Reno berlari menghambur ke pelukan papa dan mamanya. Radith jadi terharu melihat pertemuan mereka.
“Sayang, kok kamu bisa ada di tempat ini?” tanya seorang wanita cantik yang diyakini Radith sebagai mamanya Reno.
“Aku diajakin Kakak itu ke sini, Ma.” Reno menunjuk Radith.
Papa Reno mengulurkan tangan. Radith menjabat tangan papanya itu. “Wah, makasih banget ya. Kalau bukan karena kamu mungkin kami saat ini masih kebingungan mencari Reno.”
“Iya, Pak. Sama-sama. Saya senang kok melihat Reno bertemu lagi dengan orang tuanya.”
Sebagai rasa terima kasih, papanya Reno memberikan uang seratus ribuan ke Radith. Namun pemberiannya itu ditolak secara halus sama Radith. “Nggak usah, Pak. Saya ikhlas kok nolongin Reno.”

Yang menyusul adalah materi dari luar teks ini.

//! Log-distance path-loss model
//!
//! Relates received signal strength to distance as
//! `rssi = tx_power - 10 * n * log10(d)`, where `tx_power` is the RSSI measured
//! at one distance unit and `n` is the environment-dependent path-loss exponent.

use serde::{Deserialize, Serialize};

use crate::core::{DEFAULT_PATH_LOSS_EXPONENT, DEFAULT_TX_POWER_DBM};

/// Estimated distance for a reading of `rssi` dBm.
///
/// # Panics
///
/// Panics if `path_loss_exponent` is not a positive finite number. That is a
/// configuration bug, not bad sensor data.
pub fn distance_from_rssi(rssi: f64, tx_power: f64, path_loss_exponent: f64) -> f64 {
    assert_valid_exponent(path_loss_exponent);
    10f64.powf((tx_power - rssi) / (10.0 * path_loss_exponent))
}

/// Expected RSSI at `distance`. Inverse of [`distance_from_rssi`] for positive distances.
///
/// # Panics
///
/// Panics if `path_loss_exponent` is not a positive finite number.
pub fn rssi_from_distance(distance: f64, tx_power: f64, path_loss_exponent: f64) -> f64 {
    assert_valid_exponent(path_loss_exponent);
    tx_power - 10.0 * path_loss_exponent * distance.log10()
}

fn assert_valid_exponent(n: f64) {
    assert!(
        n.is_finite() && n > 0.0,
        "path-loss exponent must be positive and finite, got {}",
        n
    );
}

/// Path-loss parameters shared by every receiver
#[derive(Debug, Clone, Copy, PartialEq, Serialize, Deserialize)]
#[serde(default)]
pub struct PathLossModel {
    /// RSSI at one distance unit (dBm)
    pub tx_power_dbm: f64,
    /// Propagation exponent, 2.0 in free space
    pub path_loss_exponent: f64,
}

impl Default for PathLossModel {
    fn default() -> Self {
        Self {
            tx_power_dbm: DEFAULT_TX_POWER_DBM,
            path_loss_exponent: DEFAULT_PATH_LOSS_EXPONENT,
        }
    }
}

impl PathLossModel {
    /// # Panics
    ///
    /// Panics if `path_loss_exponent` is not a positive finite number.
    pub fn new(tx_power_dbm: f64, path_loss_exponent: f64) -> Self {
        assert_valid_exponent(path_loss_exponent);
        Self { tx_power_dbm, path_loss_exponent }
    }

    pub fn distance(&self, rssi: f64) -> f64 {
        distance_from_rssi(rssi, self.tx_power_dbm, self.path_loss_exponent)
    }

    pub fn rssi(&self, distance: f64) -> f64 {
        rssi_from_distance(distance, self.tx_power_dbm, self.path_loss_exponent)
    }
}
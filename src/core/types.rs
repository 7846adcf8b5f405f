//! Core data types for the positioning system

use std::collections::HashMap;

use nalgebra::Vector2;
use serde::{Deserialize, Serialize};

/// Receiver identifier to installed location
pub type ReceiverMap = HashMap<String, ReceiverLocation>;

/// 2-D position in floor-plan coordinates
#[derive(Debug, Clone, Copy, PartialEq, Default, Serialize, Deserialize)]
pub struct Position {
    pub x: f64,
    pub y: f64,
}

impl Position {
    pub fn new(x: f64, y: f64) -> Self {
        Self { x, y }
    }

    /// Euclidean distance to another position
    pub fn distance_to(&self, other: &Position) -> f64 {
        (self.to_vector() - other.to_vector()).norm()
    }

    pub fn to_vector(&self) -> Vector2<f64> {
        Vector2::new(self.x, self.y)
    }

    pub fn from_vector(v: &Vector2<f64>) -> Self {
        Self { x: v.x, y: v.y }
    }

    pub fn is_finite(&self) -> bool {
        self.x.is_finite() && self.y.is_finite()
    }
}

impl From<[f64; 2]> for Position {
    fn from(p: [f64; 2]) -> Self {
        Self { x: p[0], y: p[1] }
    }
}

/// Installed location of a receiver.
///
/// `z` is carried through registration and persistence but ignored by the
/// 2-D estimator.
#[derive(Debug, Clone, Copy, PartialEq, Serialize, Deserialize)]
pub struct ReceiverLocation {
    pub x: f64,
    pub y: f64,
    #[serde(default, skip_serializing_if = "Option::is_none")]
    pub z: Option<f64>,
}

impl ReceiverLocation {
    pub fn planar(x: f64, y: f64) -> Self {
        Self { x, y, z: None }
    }

    pub fn position(&self) -> Position {
        Position::new(self.x, self.y)
    }
}

/// A receiver identifier paired with its installed location
#[derive(Debug, Clone, PartialEq, Serialize, Deserialize)]
pub struct ReceiverPosition {
    pub receiver_id: String,
    pub position: ReceiverLocation,
}

/// Axis-aligned rectangle `[min_x, max_x] × [min_y, max_y]`
#[derive(Debug, Clone, Copy, PartialEq, Serialize, Deserialize)]
pub struct BoundingBox {
    pub min_x: f64,
    pub min_y: f64,
    pub max_x: f64,
    pub max_y: f64,
}

impl BoundingBox {
    pub fn new(min_x: f64, min_y: f64, max_x: f64, max_y: f64) -> Self {
        Self { min_x, min_y, max_x, max_y }
    }

    /// Normalised region used when no floor plan is loaded
    pub fn unit() -> Self {
        Self::new(0.0, 0.0, 1.0, 1.0)
    }

    pub fn width(&self) -> f64 {
        self.max_x - self.min_x
    }

    pub fn height(&self) -> f64 {
        self.max_y - self.min_y
    }

    pub fn contains(&self, p: &Position) -> bool {
        p.x >= self.min_x && p.x <= self.max_x && p.y >= self.min_y && p.y <= self.max_y
    }

    /// Project a point onto the box
    pub fn clamp(&self, v: Vector2<f64>) -> Vector2<f64> {
        Vector2::new(v.x.clamp(self.min_x, self.max_x), v.y.clamp(self.min_y, self.max_y))
    }
}

impl Default for BoundingBox {
    fn default() -> Self {
        Self::unit()
    }
}

#[cfg(test)]
mod tests {
    use super::*;

    #[test]
    fn test_position_distance() {
        let a = Position::new(0.0, 0.0);
        let b = Position::new(3.0, 4.0);
        assert!((a.distance_to(&b) - 5.0).abs() < 1e-12);
    }

    #[test]
    fn test_bounding_box_clamp() {
        let bbox = BoundingBox::new(0.0, 0.0, 10.0, 5.0);
        let clamped = bbox.clamp(Vector2::new(-3.0, 7.5));
        assert_eq!(clamped, Vector2::new(0.0, 5.0));
        assert!(bbox.contains(&Position::new(10.0, 5.0)));
        assert!(!bbox.contains(&Position::new(10.1, 5.0)));
    }

    #[test]
    fn test_receiver_location_serde_without_z() {
        let loc: ReceiverLocation = serde_json::from_str(r#"{"x": 1.5, "y": 2.0}"#).unwrap();
        assert_eq!(loc, ReceiverLocation::planar(1.5, 2.0));
        assert_eq!(serde_json::to_string(&loc).unwrap(), r#"{"x":1.5,"y":2.0}"#);
    }
}
//! Positioning service
//!
//! Owns the scan store and wires it to the receiver registry, the building
//! geometry and the estimator. Transport layers call into this type; it holds
//! no global state.

use chrono::{DateTime, Utc};
use rand::Rng;
use std::collections::HashMap;
use std::sync::Arc;
use tracing::{info, warn};

use crate::algorithms::Multilaterator;
use crate::api::calibration::{CalibrationSample, CalibrationSink, JsonLinesCalibrationSink};
use crate::api::types::{sorted_groups, EstimateReport, PositionsView, RssiGroups};
use crate::core::{BoundingBox, ReceiverPosition};
use crate::geometry::{Building, CalibrationPoint, FloorPlan};
use crate::processing::{parse_registration_payload, Accepted, BeaconEntry, ReceiverRegistry, ScanObservation, ScanStore};
use crate::utils::SystemConfig;
use crate::validation::{Error, GeometryError, RejectReason};

pub struct PositioningService {
    config: SystemConfig,
    store: ScanStore,
    registry: Arc<ReceiverRegistry>,
    building: Option<Arc<Building>>,
    estimator: Multilaterator,
    calibration_sink: Option<Arc<dyn CalibrationSink>>,
}

impl PositioningService {
    /// Assemble a service from already-loaded parts.
    ///
    /// The estimator searches the building's bounding box, or the unit square
    /// when there is no building.
    pub fn new(config: SystemConfig, registry: Arc<ReceiverRegistry>, building: Option<Arc<Building>>) -> Self {
        let bounds = building
            .as_ref()
            .map(|b| b.bounding_box())
            .unwrap_or_else(BoundingBox::unit);
        let estimator = Multilaterator::new(config.multilateration_config(bounds));
        let store = ScanStore::new(config.store);

        Self {
            config,
            store,
            registry,
            building,
            estimator,
            calibration_sink: None,
        }
    }

    pub fn with_calibration_sink(mut self, sink: Arc<dyn CalibrationSink>) -> Self {
        self.calibration_sink = Some(sink);
        self
    }

    /// Load the floor plan, receiver registry and calibration log named in
    /// `config.paths`.
    ///
    /// Receivers declared in the floor plan are added to the registry unless
    /// the registry already has a position for them.
    pub fn from_config(config: SystemConfig) -> Result<Self, Error> {
        let floor_plan = config.paths.floor_plan.as_ref().map(FloorPlan::load).transpose()?;

        let registry = match &config.paths.receivers {
            Some(path) => ReceiverRegistry::with_persistence(path)?,
            None => ReceiverRegistry::new(),
        };

        let building = match floor_plan {
            Some(plan) => {
                let missing: Vec<ReceiverPosition> = plan
                    .receivers
                    .into_iter()
                    .filter(|(id, _)| registry.get(id).is_none())
                    .map(|(receiver_id, position)| ReceiverPosition { receiver_id, position })
                    .collect();
                if !missing.is_empty() {
                    info!(count = missing.len(), "seeding registry from floor plan");
                    registry.register(missing)?;
                }
                Some(Arc::new(plan.building))
            }
            None => None,
        };

        let sink = config
            .paths
            .calibration_log
            .clone()
            .map(|path| Arc::new(JsonLinesCalibrationSink::new(path)) as Arc<dyn CalibrationSink>);

        let service = Self::new(config, Arc::new(registry), building);
        Ok(match sink {
            Some(sink) => service.with_calibration_sink(sink),
            None => service,
        })
    }

    pub fn config(&self) -> &SystemConfig {
        &self.config
    }

    pub fn store(&self) -> &ScanStore {
        &self.store
    }

    pub fn registry(&self) -> &Arc<ReceiverRegistry> {
        &self.registry
    }

    pub fn building(&self) -> Option<&Arc<Building>> {
        self.building.as_ref()
    }

    pub fn estimator(&self) -> &Multilaterator {
        &self.estimator
    }

    /// Ingest a JSON scan report
    pub fn handle_scan(&self, body: &str, now: DateTime<Utc>) -> Result<Accepted, RejectReason> {
        let observation = crate::processing::parse_scan_payload(body).map_err(|reason| {
            warn!(%reason, "scan rejected");
            reason
        })?;
        Ok(self.ingest(observation, now))
    }

    /// Ingest a decoded observation, capturing a calibration sample when it
    /// comes from the calibration beacon
    pub fn ingest(&self, observation: ScanObservation, now: DateTime<Utc>) -> Accepted {
        let calibration = self.calibration_sample(&observation);
        let accepted = self.store.ingest(observation, now);

        if let (Some(mut sample), Some(sink)) = (calibration, &self.calibration_sink) {
            if accepted.timestamp_clamped {
                sample.timestamp = now;
            }
            match sink.record(&sample) {
                Ok(()) => info!(
                    device_id = %sample.device_id,
                    rssi = sample.rssi,
                    place = %sample.place,
                    "calibration sample recorded"
                ),
                Err(e) => warn!(error = %e, "failed to record calibration sample"),
            }
        }
        accepted
    }

    fn calibration_sample(&self, observation: &ScanObservation) -> Option<CalibrationSample> {
        if observation.name.as_deref() != Some(self.config.calibration.beacon_name.as_str()) {
            return None;
        }
        let point = self.building.as_ref()?.calibration_point()?;
        Some(CalibrationSample::new(observation, &point))
    }

    /// Merge a JSON receiver registration into the registry. Returns the
    /// registry size.
    pub fn register_receivers(&self, body: &str) -> Result<usize, Error> {
        let receivers = parse_registration_payload(body)?;
        Ok(self.registry.register(receivers)?)
    }

    /// Readings fed to the estimator: recent readings of currently valid beacons
    fn estimation_input(&self, now: DateTime<Utc>) -> HashMap<String, HashMap<String, i32>> {
        let valid = self.store.current_valid_addresses(now);
        let mut readings = self.store.estimation_input(now);
        readings.retain(|address, _| valid.contains(address));
        readings
    }

    /// Estimate every beacon with recent readings
    pub fn estimate_positions(&self, now: DateTime<Utc>) -> EstimateReport {
        let readings = self.estimation_input(now);
        let receivers = self.registry.snapshot();
        EstimateReport::new(now, self.estimator.estimate_all(&readings, &receivers))
    }

    /// The per-receiver RSSI the estimator would see right now
    pub fn rssi_groups(&self, now: DateTime<Utc>) -> RssiGroups {
        sorted_groups(self.estimation_input(now))
    }

    pub fn valid_device_count(&self, now: DateTime<Utc>) -> usize {
        self.store.current_valid_addresses(now).len()
    }

    /// Every beacon in the store, most recently seen first
    pub fn scanned_devices(&self) -> Vec<BeaconEntry> {
        self.store.snapshot()
    }

    pub fn positions_view(&self, now: DateTime<Utc>) -> PositionsView {
        PositionsView::new(&self.registry.snapshot(), &self.estimate_positions(now))
    }

    /// Move the calibration point to a fresh random spot inside some room
    pub fn resample_calibration_point<R: Rng + ?Sized>(&self, rng: &mut R) -> Result<CalibrationPoint, GeometryError> {
        let building = self.building.as_ref().ok_or(GeometryError::NoRooms)?;
        building.resample_calibration_point(rng, self.config.sampling.max_attempts)
    }
}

“Wah, saya salut sama kamu. Jarang loh ada anak muda yang nolongin orang tanpa mengharap imbalan. Kalau boleh tau nama kamu siapa ya?”
“Radith, Pak.”
“Kamu masih kuliah?”
“Saya sudah nggak kuliah lagi. Saat ini kerja jadi badut di PT. Lelucon.”
Kening papanya Reno berkerut. “Cowok seganteng kamu jadi badut? Kenapa nggak coba cari pekerjaan yang lebih bagus? Jadi model gitu.”
“Ah, Bapak bisa saja. Saya mah mana pantes jadi model. Zaman sekarang kan bukan kita yang memilih pekerjaan, melainkan pekerjaan lah yang memilih kita.”
“Hmmm … bener juga sih. Oh iya kalau kamu mau, kamu bisa bekerja di restoran saya. Posisinya sebagai manager. Ini alamatnya.”
Papanya Reno memberikan sepucuk kartu nama. Radith terbengong-bengong kayak sapi ompong. Mimpi apa gue semalam, tiba-tiba ditawari jadi manager restoran? Apa ini pertolongan dari Tuhan? Sepertinya benar begitu. Tuhan takkan membiarkan umatnya kesusahan terlalu lama.
“Baik, Pak. Saya bersedia kerja di restoran bapak.”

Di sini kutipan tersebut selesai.